Exercise objective »
For every line below, set down an identical copy.

Given entries »
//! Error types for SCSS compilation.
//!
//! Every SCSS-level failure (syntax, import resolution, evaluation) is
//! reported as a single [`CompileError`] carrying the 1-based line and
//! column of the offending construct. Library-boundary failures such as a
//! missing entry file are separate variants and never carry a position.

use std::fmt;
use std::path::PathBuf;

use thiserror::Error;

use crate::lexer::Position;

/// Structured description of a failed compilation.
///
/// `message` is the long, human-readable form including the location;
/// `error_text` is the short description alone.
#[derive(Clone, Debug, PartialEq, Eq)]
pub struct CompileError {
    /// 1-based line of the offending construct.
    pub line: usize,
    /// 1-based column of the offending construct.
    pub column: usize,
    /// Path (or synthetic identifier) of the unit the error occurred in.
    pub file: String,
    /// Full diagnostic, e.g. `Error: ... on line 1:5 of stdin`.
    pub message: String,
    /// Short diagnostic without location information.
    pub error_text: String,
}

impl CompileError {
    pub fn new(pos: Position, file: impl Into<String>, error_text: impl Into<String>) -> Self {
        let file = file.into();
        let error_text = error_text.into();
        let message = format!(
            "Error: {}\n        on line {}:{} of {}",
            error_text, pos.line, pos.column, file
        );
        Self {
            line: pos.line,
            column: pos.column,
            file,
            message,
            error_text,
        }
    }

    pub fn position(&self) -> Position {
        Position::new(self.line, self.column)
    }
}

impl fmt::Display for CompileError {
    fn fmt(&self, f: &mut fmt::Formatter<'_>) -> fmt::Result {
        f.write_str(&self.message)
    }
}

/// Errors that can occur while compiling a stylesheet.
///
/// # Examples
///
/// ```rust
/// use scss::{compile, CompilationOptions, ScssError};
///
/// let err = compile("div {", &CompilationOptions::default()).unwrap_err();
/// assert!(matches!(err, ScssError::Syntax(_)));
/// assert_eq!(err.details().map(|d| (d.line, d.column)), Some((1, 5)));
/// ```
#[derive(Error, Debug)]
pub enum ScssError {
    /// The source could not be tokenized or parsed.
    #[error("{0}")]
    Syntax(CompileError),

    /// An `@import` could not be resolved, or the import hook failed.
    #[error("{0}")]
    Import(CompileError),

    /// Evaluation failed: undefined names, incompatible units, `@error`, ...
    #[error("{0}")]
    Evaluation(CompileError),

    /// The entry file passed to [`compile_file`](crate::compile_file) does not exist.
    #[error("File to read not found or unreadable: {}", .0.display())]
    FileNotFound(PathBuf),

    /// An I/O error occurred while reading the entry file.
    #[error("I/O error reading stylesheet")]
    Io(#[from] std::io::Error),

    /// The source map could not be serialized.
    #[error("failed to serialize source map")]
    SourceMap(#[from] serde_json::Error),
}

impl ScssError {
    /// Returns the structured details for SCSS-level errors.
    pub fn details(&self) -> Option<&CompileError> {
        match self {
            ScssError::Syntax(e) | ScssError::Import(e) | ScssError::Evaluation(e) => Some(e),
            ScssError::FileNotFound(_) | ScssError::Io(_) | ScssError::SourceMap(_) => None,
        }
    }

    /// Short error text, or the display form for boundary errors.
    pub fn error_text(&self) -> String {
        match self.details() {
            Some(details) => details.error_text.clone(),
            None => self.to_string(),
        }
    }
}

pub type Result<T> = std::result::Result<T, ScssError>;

Output for this exercise »
//! Error types for SCSS compilation.
//!
//! Every SCSS-level failure (syntax, import resolution, evaluation) is
//! reported as a single [`CompileError`] carrying the 1-based line and
//! column of the offending construct. Library-boundary failures such as a
//! missing entry file are separate variants and never carry a position.

use std::fmt;
use std::path::PathBuf;

use thiserror::Error;

use crate::lexer::Position;

/// Structured description of a failed compilation.
///
/// `message` is the long, human-readable form including the location;
/// `error_text` is the short description alone.
#[derive(Clone, Debug, PartialEq, Eq)]
pub struct CompileError {
    /// 1-based line of the offending construct.
    pub line: usize,
    /// 1-based column of the offending construct.
    pub column: usize,
    /// Path (or synthetic identifier) of the unit the error occurred in.
    pub file: String,
    /// Full diagnostic, e.g. `Error: ... on line 1:5 of stdin`.
    pub message: String,
    /// Short diagnostic without location information.
    pub error_text: String,
}

impl CompileError {
    pub fn new(pos: Position, file: impl Into<String>, error_text: impl Into<String>) -> Self {
        let file = file.into();
        let error_text = error_text.into();
        let message = format!(
            "Error: {}\n        on line {}:{} of {}",
            error_text, pos.line, pos.column, file
        );
        Self {
            line: pos.line,
            column: pos.column,
            file,
            message,
            error_text,
        }
    }

    pub fn position(&self) -> Position {
        Position::new(self.line, self.column)
    }
}

impl fmt::Display for CompileError {
    fn fmt(&self, f: &mut fmt::Formatter<'_>) -> fmt::Result {
        f.write_str(&self.message)
    }
}

/// Errors that can occur while compiling a stylesheet.
///
/// # Examples
///
/// ```rust
/// use scss::{compile, CompilationOptions, ScssError};
///
/// let err = compile("div {", &CompilationOptions::default()).unwrap_err();
/// assert!(matches!(err, ScssError::Syntax(_)));
/// assert_eq!(err.details().map(|d| (d.line, d.column)), Some((1, 5)));
/// ```
#[derive(Error, Debug)]
pub enum ScssError {
    /// The source could not be tokenized or parsed.
    #[error("{0}")]
    Syntax(CompileError),

    /// An `@import` could not be resolved, or the import hook failed.
    #[error("{0}")]
    Import(CompileError),

    /// Evaluation failed: undefined names, incompatible units, `@error`, ...
    #[error("{0}")]
    Evaluation(CompileError),

    /// The entry file passed to [`compile_file`](crate::compile_file) does not exist.
    #[error("File to read not found or unreadable: {}", .0.display())]
    FileNotFound(PathBuf),

    /// An I/O error occurred while reading the entry file.
    #[error("I/O error reading stylesheet")]
    Io(#[from] std::io::Error),

    /// The source map could not be serialized.
    #[error("failed to serialize source map")]
    SourceMap(#[from] serde_json::Error),
}

impl ScssError {
    /// Returns the structured details for SCSS-level errors.
    pub fn details(&self) -> Option<&CompileError> {
        match self {
            ScssError::Syntax(e) | ScssError::Import(e) | ScssError::Evaluation(e) => Some(e),
            ScssError::FileNotFound(_) | ScssError::Io(_) | ScssError::SourceMap(_) => None,
        }
    }

    /// Short error text, or the display form for boundary errors.
    pub fn error_text(&self) -> String {
        match self.details() {
            Some(details) => details.error_text.clone(),
            None => self.to_string(),
        }
    }
}

pub type Result<T> = std::result::Result<T, ScssError>;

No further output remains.